10. TRUNCATE TABLE Statement

This SQL statement deletes all the stored records from the table of the SQL database.

Syntax of TRUNCATE TABLE Statement:

1. TRUNCATE TABLE table_name;

Example of TRUNCATE TABLE Statement:

1. TRUNCATE TABLE Employee_details;

This example deletes the record of all employees from the Employee_details table of the
database.

11. DESCRIBE Statement

This SQL statement tells something about the specified table or view in the query.

Syntax of DESCRIBE Statement:

1. DESCRIBE table_name | view_name;

Example of DESCRIBE Statement:

1. DESCRIBE Employee_details;

This example explains the structure and other details about the Employee_details table.

12. DISTINCT Clause

This SQL statement shows the distinct values from the specified columns of the database
table. This statement is used with the SELECT keyword.
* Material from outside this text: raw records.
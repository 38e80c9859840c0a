//! Split allocation - divides one transaction's amount across pots.
//!
//! A split set replaces whatever allocation the transaction had before,
//! single-pot or split. Slices may target a real pot or be explicitly
//! excluded from pot tracking (a reimbursed portion, for example); excluded
//! amounts persist as rows but never touch a pot. Partial allocation is
//! allowed - the slice amounts only have to stay within the transaction
//! total.

use crate::{
    core::{allocation, pot, retry},
    entities::{Transaction, TransactionSplit, transaction, transaction_split},
    errors::{Error, Result},
};
use sea_orm::{Set, TransactionTrait, prelude::*};
use std::collections::HashSet;
use tracing::instrument;

/// Where one slice of a split transaction goes.
///
/// The wire format's `-1` sentinel is converted to [`Self::Excluded`] at the
/// API boundary so no magic pot id circulates inside the engine.
#[derive(Debug, Clone, Copy, PartialEq, Eq)]
pub enum SplitTarget {
    /// The slice is allocated to a spending pot.
    Pot(i64),
    /// The slice is explicitly excluded from pot tracking.
    Excluded,
}

/// One requested slice of a split.
///
/// `id` is negative (synthetic) for a slice that does not exist yet and
/// positive to edit the persisted row with that id.
#[derive(Debug, Clone, PartialEq, Eq)]
pub struct SplitInput {
    /// Synthetic (negative) or persisted (positive) row id
    pub id: i64,
    /// Pot target or explicit exclusion
    pub target: SplitTarget,
    /// Slice amount in minor units
    pub amount: i64,
}

/// Validates a split set against the transaction total.
///
/// Zero-amount slices have already been dropped by the caller. Rejections
/// are `InvalidAllocation`: negative amounts, two slices on the same pot,
/// more than one excluded slice, or a sum above the transaction amount.
fn validate_splits(splits: &[SplitInput], transaction_amount: i64) -> Result<()> {
    let mut seen_pots = HashSet::new();
    let mut seen_excluded = false;
    let mut total: i64 = 0;

    for split in splits {
        if split.amount < 0 {
            return Err(Error::InvalidAllocation {
                message: format!("Split amount must be positive: {}", split.amount),
            });
        }
        match split.target {
            SplitTarget::Pot(pot_id) => {
                if !seen_pots.insert(pot_id) {
                    return Err(Error::InvalidAllocation {
                        message: format!("Pot {pot_id} appears more than once in the split set"),
                    });
                }
            }
            SplitTarget::Excluded => {
                if seen_excluded {
                    return Err(Error::InvalidAllocation {
                        message: "More than one excluded split in the set".to_string(),
                    });
                }
                seen_excluded = true;
            }
        }
        total += split.amount;
    }

    if total > transaction_amount {
        return Err(Error::InvalidAllocation {
            message: format!(
                "Split total {total} exceeds transaction amount {transaction_amount}"
            ),
        });
    }

    Ok(())
}

/// Replaces a transaction's allocation with a split set.
///
/// Zero-amount slices are dropped, the rest are validated, the previous
/// allocation is fully reversed, each pot slice is applied forward, and the
/// persisted split rows are reconciled with the request: positive ids update
/// the existing row (`SplitNotFound` if it is missing or belongs to another
/// transaction), negative ids insert, and rows absent from the request are
/// deleted. The transaction ends processed with `pot_id` cleared. An empty
/// set fully unallocates. Everything runs in one atomic database
/// transaction with bounded retry on write conflicts.
#[instrument(skip(db, splits))]
pub async fn split_transaction(
    db: &DatabaseConnection,
    transaction_id: i64,
    splits: Vec<SplitInput>,
) -> Result<transaction::Model> {
    // Zero-amount slices are dropped before any validation
    let splits: Vec<SplitInput> = splits.into_iter().filter(|s| s.amount != 0).collect();

    retry::with_conflict_retry("split_transaction", || {
        split_transaction_once(db, transaction_id, &splits)
    })
    .await
}

async fn split_transaction_once(
    db: &DatabaseConnection,
    transaction_id: i64,
    splits: &[SplitInput],
) -> Result<transaction::Model> {
    let txn = db.begin().await?;

    let tx = Transaction::find_by_id(transaction_id)
        .one(&txn)
        .await?
        .ok_or(Error::TransactionNotFound { id: transaction_id })?;

    validate_splits(splits, tx.amount)?;

    // Undo the previous state completely before applying the new set, so a
    // re-split never double-counts
    let existing = allocation::reverse_applied_balances(&txn, &tx).await?;
    let existing_ids: HashSet<i64> = existing.iter().map(|s| s.id).collect();

    let mut kept_ids = HashSet::new();
    for split in splits {
        let pot_id = match split.target {
            SplitTarget::Pot(pot_id) => {
                // apply_spend_delta fails with PotNotFound when missing
                pot::apply_spend_delta(&txn, pot_id, split.amount).await?;
                Some(pot_id)
            }
            SplitTarget::Excluded => None,
        };

        if split.id > 0 {
            if !existing_ids.contains(&split.id) {
                return Err(Error::SplitNotFound { id: split.id });
            }
            let row = transaction_split::ActiveModel {
                id: Set(split.id),
                transaction_id: Set(tx.id),
                pot_id: Set(pot_id),
                amount: Set(split.amount),
            };
            row.update(&txn).await?;
            kept_ids.insert(split.id);
        } else {
            let row = transaction_split::ActiveModel {
                transaction_id: Set(tx.id),
                pot_id: Set(pot_id),
                amount: Set(split.amount),
                ..Default::default()
            };
            row.insert(&txn).await?;
        }
    }

    // Rows the request no longer mentions are deleted
    let stale: Vec<i64> = existing_ids.difference(&kept_ids).copied().collect();
    if !stale.is_empty() {
        TransactionSplit::delete_many()
            .filter(transaction_split::Column::Id.is_in(stale))
            .exec(&txn)
            .await?;
    }

    // The single-pot field is mutually exclusive with split rows
    let mut active: transaction::ActiveModel = tx.into();
    active.pot_id = Set(None);
    active.processed = Set(true);
    let updated = active.update(&txn).await?;

    txn.commit().await?;
    Ok(updated)
}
Syntax of DISTINCT Clause:

1. SELECT DISTINCT column_name1, column_name2, ...


2. FROM table_name;
Example of DISTINCT Clause:

1. SELECT DISTINCT City, Salary


2. FROM Employee_details;

This example shows the distinct values of the City and Salary column from
the Employee_details table.

13. COMMIT Statement

This SQL statement saves the changes permanently, which are done in the transaction of the
SQL database.

Syntax of COMMIT Statement:

1. COMMIT

Example of COMMIT Statement:

1. DELETE FROM Employee_details


2. WHERE salary = 30000;
3. COMMIT;

This example deletes the records of those employees whose Salary is 30000 and then saves
the changes permanently in the database.

14. ROLLBACK Statement

This SQL statement undo the transactions and operations which are not yet saved to the SQL
database.

Syntax of ROLLBACK Statement:

1. ROLLBACK

Example of ROLLBACK Statement:

1. DELETE FROM Employee_details


2. WHERE City = Mumbai;
3. ROLLBACK;

This example deletes the records of those employees whose City is Mumbai and then undo
the changes in the database.

15. CREATE INDEX Statement


This SQL statement creates the new index in the SQL database table.

Syntax of CREATE INDEX Statement:

1. CREATE INDEX index_name


2. ON table_name ( column_name1, column_name2, …, column_nameN );

Example of CREATE INDEX Statement:

1. CREATE INDEX idx_First_Name


2. ON employee_details (First_Name);

This example creates an index idx_First_Name on the First_Name column of


the Employee_details table.

16. DROP INDEX Statement

This SQL statement deletes the existing index of the SQL database table.

Syntax of DROP INDEX Statement:

1. DROP INDEX index_name;

Example of DROP INDEX Statement:

1. DROP INDEX idx_First_Name;

This example deletes the index idx_First_Name from the SQL database.

17. USE Statement

This SQL statement selects the existing SQL database. Before performing the operations on
the database table, you have to select the database from the multiple existing databases.

Syntax of USE Statement:

1. USE database_name;

Example of USE DATABASE Statement:

1. USE Company;

This example uses the company database.